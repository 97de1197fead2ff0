//! Whole-document reads from a local directory or an HTTP(S) blob endpoint.

use std::path::{Path, PathBuf};
use std::time::Duration;

use async_trait::async_trait;
use reqwest::Client;

use super::types::Document;
use crate::error::{ProviderError, ProviderResult};

/// Source of MOU text.
#[async_trait]
pub trait DocumentSource: Send + Sync {
    /// Read the named document as UTF-8 text.
    async fn read_text(&self, name: &str) -> ProviderResult<String>;

    /// Read the named document and wrap it as a [`Document`].
    async fn load(&self, name: &str) -> ProviderResult<Document> {
        let text = self.read_text(name).await?;
        let document = Document::new(name, text);
        crate::log_event!(
            "ingest",
            "loaded",
            "{} ({} words)",
            name,
            document.word_count()
        );
        Ok(document)
    }
}

/// Reads documents from the filesystem, relative to a root directory.
///
/// Absolute names bypass the root.
#[derive(Debug, Clone)]
pub struct FsDocumentSource {
    root: PathBuf,
}

impl FsDocumentSource {
    pub fn new(root: impl Into<PathBuf>) -> Self {
        Self { root: root.into() }
    }

    fn resolve(&self, name: &str) -> PathBuf {
        let path = Path::new(name);
        if path.is_absolute() {
            path.to_path_buf()
        } else {
            self.root.join(path)
        }
    }
}

#[async_trait]
impl DocumentSource for FsDocumentSource {
    async fn read_text(&self, name: &str) -> ProviderResult<String> {
        let path = self.resolve(name);
        tracing::debug!(target: "ingest", "reading {}", path.display());
        Ok(tokio::fs::read_to_string(&path).await?)
    }
}

/// Reads documents with a GET against `{base_url}/{name}{query}`.
///
/// `query` carries access tokens such as a SAS signature (`?sv=...`).
#[derive(Debug, Clone)]
pub struct HttpDocumentSource {
    client: Client,
    base_url: String,
    query: String,
    timeout: Duration,
}

impl HttpDocumentSource {
    pub fn new(base_url: &str, query: Option<&str>, timeout: Duration) -> ProviderResult<Self> {
        let client = Client::builder()
            .timeout(timeout)
            .build()
            .map_err(|e| ProviderError::Config(format!("cannot build HTTP client: {e}")))?;

        Ok(Self {
            client,
            base_url: base_url.trim_end_matches('/').to_string(),
            query: query.unwrap_or_default().to_string(),
            timeout,
        })
    }

    fn url_for(&self, name: &str) -> String {
        format!("{}/{}{}", self.base_url, name.trim_start_matches('/'), self.query)
    }
}

#[async_trait]
impl DocumentSource for HttpDocumentSource {
    async fn read_text(&self, name: &str) -> ProviderResult<String> {
        let url = self.url_for(name);
        let response = self
            .client
            .get(&url)
            .send()
            .await
            .map_err(|e| ProviderError::from_reqwest("blob store", self.timeout, e))?;

        let status = response.status();
        if !status.is_success() {
            let body = response.text().await.unwrap_or_default();
            return Err(ProviderError::Http {
                service: "blob store",
                status: status.as_u16(),
                body,
            });
        }

        response
            .text()
            .await
            .map_err(|e| ProviderError::from_reqwest("blob store", self.timeout, e))
    }
}

#[cfg(test)]
mod tests {
    use super::*;
    use tempfile::TempDir;

    #[tokio::test]
    async fn test_fs_source_reads_relative_to_root() {
        let dir = TempDir::new().unwrap();
        std::fs::write(dir.path().join("mou.txt"), "Purpose of this MOU").unwrap();

        let source = FsDocumentSource::new(dir.path());
        let doc = source.load("mou.txt").await.unwrap();

        assert_eq!(doc.text(), "Purpose of this MOU");
        assert_eq!(doc.word_count(), 4);
        assert_eq!(doc.source(), "mou.txt");
    }

    #[tokio::test]
    async fn test_fs_source_missing_file_is_io_error() {
        let dir = TempDir::new().unwrap();
        let source = FsDocumentSource::new(dir.path());

        let err = source.read_text("absent.txt").await.unwrap_err();
        assert!(matches!(err, ProviderError::Io(_)));
    }

    #[test]
    fn test_http_source_url_building() {
        let source = HttpDocumentSource::new(
            "https://store.example.net/mous/",
            Some("?sv=2024&sig=abc"),
            Duration::from_secs(5),
        )
        .unwrap();

        assert_eq!(
            source.url_for("/proper_mou_document.txt"),
            "https://store.example.net/mous/proper_mou_document.txt?sv=2024&sig=abc"
        );
    }
}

....

### [WORK INSTRUCTION]
Could each line above be retyped exactly?

### [EXERCISE ANSWER]
repository 97de1197fead2ff0
//! Whole-document reads from a local directory or an HTTP(S) blob endpoint.

use std::path::{Path, PathBuf};
use std::time::Duration;

use async_trait::async_trait;
use reqwest::Client;

use super::types::Document;
use crate::error::{ProviderError, ProviderResult};

/// Source of MOU text.
#[async_trait]
pub trait DocumentSource: Send + Sync {
    /// Read the named document as UTF-8 text.
    async fn read_text(&self, name: &str) -> ProviderResult<String>;

    /// Read the named document and wrap it as a [`Document`].
    async fn load(&self, name: &str) -> ProviderResult<Document> {
        let text = self.read_text(name).await?;
        let document = Document::new(name, text);
        crate::log_event!(
            "ingest",
            "loaded",
            "{} ({} words)",
            name,
            document.word_count()
        );
        Ok(document)
    }
}

/// Reads documents from the filesystem, relative to a root directory.
///
/// Absolute names bypass the root.
#[derive(Debug, Clone)]
pub struct FsDocumentSource {
    root: PathBuf,
}

impl FsDocumentSource {
    pub fn new(root: impl Into<PathBuf>) -> Self {
        Self { root: root.into() }
    }

    fn resolve(&self, name: &str) -> PathBuf {
        let path = Path::new(name);
        if path.is_absolute() {
            path.to_path_buf()
        } else {
            self.root.join(path)
        }
    }
}

#[async_trait]
impl DocumentSource for FsDocumentSource {
    async fn read_text(&self, name: &str) -> ProviderResult<String> {
        let path = self.resolve(name);
        tracing::debug!(target: "ingest", "reading {}", path.display());
        Ok(tokio::fs::read_to_string(&path).await?)
    }
}

/// Reads documents with a GET against `{base_url}/{name}{query}`.
///
/// `query` carries access tokens such as a SAS signature (`?sv=...`).
#[derive(Debug, Clone)]
pub struct HttpDocumentSource {
    client: Client,
    base_url: String,
    query: String,
    timeout: Duration,
}

impl HttpDocumentSource {
    pub fn new(base_url: &str, query: Option<&str>, timeout: Duration) -> ProviderResult<Self> {
        let client = Client::builder()
            .timeout(timeout)
            .build()
            .map_err(|e| ProviderError::Config(format!("cannot build HTTP client: {e}")))?;

        Ok(Self {
            client,
            base_url: base_url.trim_end_matches('/').to_string(),
            query: query.unwrap_or_default().to_string(),
            timeout,
        })
    }

    fn url_for(&self, name: &str) -> String {
        format!("{}/{}{}", self.base_url, name.trim_start_matches('/'), self.query)
    }
}

#[async_trait]
impl DocumentSource for HttpDocumentSource {
    async fn read_text(&self, name: &str) -> ProviderResult<String> {
        let url = self.url_for(name);
        let response = self
            .client
            .get(&url)
            .send()
            .await
            .map_err(|e| ProviderError::from_reqwest("blob store", self.timeout, e))?;

        let status = response.status();
        if !status.is_success() {
            let body = response.text().await.unwrap_or_default();
            return Err(ProviderError::Http {
                service: "blob store",
                status: status.as_u16(),
                body,
            });
        }

        response
            .text()
            .await
            .map_err(|e| ProviderError::from_reqwest("blob store", self.timeout, e))
    }
}

#[cfg(test)]
mod tests {
    use super::*;
    use tempfile::TempDir;

    #[tokio::test]
    async fn test_fs_source_reads_relative_to_root() {
        let dir = TempDir::new().unwrap();
        std::fs::write(dir.path().join("mou.txt"), "Purpose of this MOU").unwrap();

        let source = FsDocumentSource::new(dir.path());
        let doc = source.load("mou.txt").await.unwrap();

        assert_eq!(doc.text(), "Purpose of this MOU");
        assert_eq!(doc.word_count(), 4);
        assert_eq!(doc.source(), "mou.txt");
    }

    #[tokio::test]
    async fn test_fs_source_missing_file_is_io_error() {
        let dir = TempDir::new().unwrap();
        let source = FsDocumentSource::new(dir.path());

        let err = source.read_text("absent.txt").await.unwrap_err();
        assert!(matches!(err, ProviderError::Io(_)));
    }

    #[test]
    fn test_http_source_url_building() {
        let source = HttpDocumentSource::new(
            "https://store.example.net/mous/",
            Some("?sv=2024&sig=abc"),
            Duration::from_secs(5),
        )
        .unwrap();

        assert_eq!(
            source.url_for("/proper_mou_document.txt"),
            "https://store.example.net/mous/proper_mou_document.txt?sv=2024&sig=abc"
        );
    }
}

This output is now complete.